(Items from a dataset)
☆ ☆ ☆ ☆ ☆

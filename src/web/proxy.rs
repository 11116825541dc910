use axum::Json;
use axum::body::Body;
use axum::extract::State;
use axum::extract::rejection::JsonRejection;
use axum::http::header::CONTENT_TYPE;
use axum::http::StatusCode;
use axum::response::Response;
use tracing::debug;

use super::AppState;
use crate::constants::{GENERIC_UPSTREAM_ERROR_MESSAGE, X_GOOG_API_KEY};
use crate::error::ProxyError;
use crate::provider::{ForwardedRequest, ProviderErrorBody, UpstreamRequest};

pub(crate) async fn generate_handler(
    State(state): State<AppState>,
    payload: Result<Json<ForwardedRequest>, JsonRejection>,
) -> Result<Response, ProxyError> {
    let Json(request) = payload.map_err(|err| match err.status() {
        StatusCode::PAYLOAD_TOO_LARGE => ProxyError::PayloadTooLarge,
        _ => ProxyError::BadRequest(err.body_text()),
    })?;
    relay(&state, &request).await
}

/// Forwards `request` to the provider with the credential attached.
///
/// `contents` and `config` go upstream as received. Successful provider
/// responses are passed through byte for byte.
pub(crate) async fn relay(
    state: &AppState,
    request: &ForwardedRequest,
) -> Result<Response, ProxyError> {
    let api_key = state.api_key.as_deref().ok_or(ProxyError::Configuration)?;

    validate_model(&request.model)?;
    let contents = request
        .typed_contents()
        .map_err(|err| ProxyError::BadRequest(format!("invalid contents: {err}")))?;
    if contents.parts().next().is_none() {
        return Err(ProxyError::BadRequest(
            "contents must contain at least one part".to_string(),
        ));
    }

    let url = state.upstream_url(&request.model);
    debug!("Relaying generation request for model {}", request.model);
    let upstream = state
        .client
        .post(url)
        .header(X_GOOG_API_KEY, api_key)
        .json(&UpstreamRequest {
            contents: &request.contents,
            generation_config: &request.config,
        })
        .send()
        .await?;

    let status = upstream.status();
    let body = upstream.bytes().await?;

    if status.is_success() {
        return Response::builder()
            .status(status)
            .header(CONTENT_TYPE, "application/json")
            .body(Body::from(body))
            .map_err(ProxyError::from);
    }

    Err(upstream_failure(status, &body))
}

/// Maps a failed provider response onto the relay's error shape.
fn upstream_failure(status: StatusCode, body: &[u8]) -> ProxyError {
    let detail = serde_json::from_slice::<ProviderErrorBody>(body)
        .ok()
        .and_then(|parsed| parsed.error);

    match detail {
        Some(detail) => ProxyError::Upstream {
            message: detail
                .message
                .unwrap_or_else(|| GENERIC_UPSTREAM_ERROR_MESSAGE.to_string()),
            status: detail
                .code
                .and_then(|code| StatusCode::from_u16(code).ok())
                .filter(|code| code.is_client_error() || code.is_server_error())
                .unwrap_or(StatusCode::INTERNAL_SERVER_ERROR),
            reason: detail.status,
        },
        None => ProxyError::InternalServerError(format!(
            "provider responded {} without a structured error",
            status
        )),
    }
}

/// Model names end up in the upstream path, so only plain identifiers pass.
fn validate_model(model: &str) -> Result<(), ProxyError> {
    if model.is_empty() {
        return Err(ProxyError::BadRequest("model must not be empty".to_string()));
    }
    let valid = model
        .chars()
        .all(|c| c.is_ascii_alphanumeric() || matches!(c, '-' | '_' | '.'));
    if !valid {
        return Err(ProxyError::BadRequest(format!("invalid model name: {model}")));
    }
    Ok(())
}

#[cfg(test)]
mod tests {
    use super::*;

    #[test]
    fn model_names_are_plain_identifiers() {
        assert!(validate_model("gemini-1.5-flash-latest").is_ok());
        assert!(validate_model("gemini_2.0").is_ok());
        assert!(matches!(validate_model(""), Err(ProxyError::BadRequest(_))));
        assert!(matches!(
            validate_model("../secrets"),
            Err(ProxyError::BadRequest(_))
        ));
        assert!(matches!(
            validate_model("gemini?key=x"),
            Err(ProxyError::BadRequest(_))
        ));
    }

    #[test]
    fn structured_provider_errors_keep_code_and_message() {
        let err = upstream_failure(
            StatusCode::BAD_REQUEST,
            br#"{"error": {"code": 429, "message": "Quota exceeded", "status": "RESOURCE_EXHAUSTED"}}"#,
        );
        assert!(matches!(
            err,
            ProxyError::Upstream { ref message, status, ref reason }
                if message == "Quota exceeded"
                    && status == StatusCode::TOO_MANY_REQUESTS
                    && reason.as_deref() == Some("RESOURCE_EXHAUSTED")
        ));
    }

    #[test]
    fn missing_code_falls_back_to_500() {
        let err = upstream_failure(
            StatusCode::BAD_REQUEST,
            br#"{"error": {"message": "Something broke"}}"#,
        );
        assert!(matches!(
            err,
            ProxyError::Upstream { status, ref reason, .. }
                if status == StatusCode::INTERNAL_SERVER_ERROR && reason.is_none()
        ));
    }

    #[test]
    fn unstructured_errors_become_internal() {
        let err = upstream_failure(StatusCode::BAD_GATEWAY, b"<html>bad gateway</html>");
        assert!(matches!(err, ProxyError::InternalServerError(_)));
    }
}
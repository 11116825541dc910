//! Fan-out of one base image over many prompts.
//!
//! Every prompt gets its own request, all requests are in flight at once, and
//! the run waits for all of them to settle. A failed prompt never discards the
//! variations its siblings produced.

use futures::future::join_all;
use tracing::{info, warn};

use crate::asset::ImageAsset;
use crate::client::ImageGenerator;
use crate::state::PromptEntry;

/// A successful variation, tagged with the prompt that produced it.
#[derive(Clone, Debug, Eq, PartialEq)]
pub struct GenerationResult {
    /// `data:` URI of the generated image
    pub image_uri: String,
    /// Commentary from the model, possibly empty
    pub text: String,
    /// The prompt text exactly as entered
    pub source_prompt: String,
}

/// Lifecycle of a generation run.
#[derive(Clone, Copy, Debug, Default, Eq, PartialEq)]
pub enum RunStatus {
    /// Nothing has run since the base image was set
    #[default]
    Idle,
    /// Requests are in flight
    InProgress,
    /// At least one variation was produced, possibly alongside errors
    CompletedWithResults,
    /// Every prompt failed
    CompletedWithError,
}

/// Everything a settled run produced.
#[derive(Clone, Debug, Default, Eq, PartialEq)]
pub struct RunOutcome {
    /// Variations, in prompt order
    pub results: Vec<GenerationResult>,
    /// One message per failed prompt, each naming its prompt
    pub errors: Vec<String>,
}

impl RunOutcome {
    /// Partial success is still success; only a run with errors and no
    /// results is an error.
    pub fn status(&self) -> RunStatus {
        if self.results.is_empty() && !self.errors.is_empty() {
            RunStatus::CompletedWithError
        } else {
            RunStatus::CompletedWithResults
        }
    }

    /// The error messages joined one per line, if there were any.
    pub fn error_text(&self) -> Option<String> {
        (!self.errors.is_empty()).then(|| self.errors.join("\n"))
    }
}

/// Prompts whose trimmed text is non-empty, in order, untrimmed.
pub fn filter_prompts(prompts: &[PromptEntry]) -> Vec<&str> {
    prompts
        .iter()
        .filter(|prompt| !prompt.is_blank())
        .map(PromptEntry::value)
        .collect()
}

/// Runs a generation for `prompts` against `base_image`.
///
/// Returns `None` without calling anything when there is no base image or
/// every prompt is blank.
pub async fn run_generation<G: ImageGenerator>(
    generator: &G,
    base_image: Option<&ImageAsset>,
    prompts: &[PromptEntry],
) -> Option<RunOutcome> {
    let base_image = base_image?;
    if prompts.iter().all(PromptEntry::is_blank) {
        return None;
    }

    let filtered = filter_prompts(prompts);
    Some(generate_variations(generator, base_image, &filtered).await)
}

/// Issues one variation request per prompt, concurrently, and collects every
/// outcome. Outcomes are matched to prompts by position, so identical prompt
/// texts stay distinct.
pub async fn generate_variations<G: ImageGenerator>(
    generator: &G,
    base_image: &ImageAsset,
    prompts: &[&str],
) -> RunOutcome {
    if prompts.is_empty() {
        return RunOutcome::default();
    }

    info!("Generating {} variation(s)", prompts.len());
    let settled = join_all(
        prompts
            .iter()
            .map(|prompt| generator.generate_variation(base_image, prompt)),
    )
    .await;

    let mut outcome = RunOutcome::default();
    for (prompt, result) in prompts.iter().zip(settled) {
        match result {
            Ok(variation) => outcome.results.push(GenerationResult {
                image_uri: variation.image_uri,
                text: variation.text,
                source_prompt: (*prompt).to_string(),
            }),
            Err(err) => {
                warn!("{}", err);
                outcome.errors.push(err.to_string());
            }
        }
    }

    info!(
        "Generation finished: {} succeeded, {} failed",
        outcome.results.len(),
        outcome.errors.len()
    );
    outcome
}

☆ ☆ ☆ ☆ ☆

The required output is the stretch of entries above from the line containing "pub fn error_text(&self)" through the line containing "prompt is blank.", reproduced exactly.

Response:
    pub fn error_text(&self) -> Option<String> {
        (!self.errors.is_empty()).then(|| self.errors.join("\n"))
    }
}

/// Prompts whose trimmed text is non-empty, in order, untrimmed.
pub fn filter_prompts(prompts: &[PromptEntry]) -> Vec<&str> {
    prompts
        .iter()
        .filter(|prompt| !prompt.is_blank())
        .map(PromptEntry::value)
        .collect()
}

/// Runs a generation for `prompts` against `base_image`.
///
/// Returns `None` without calling anything when there is no base image or
/// every prompt is blank.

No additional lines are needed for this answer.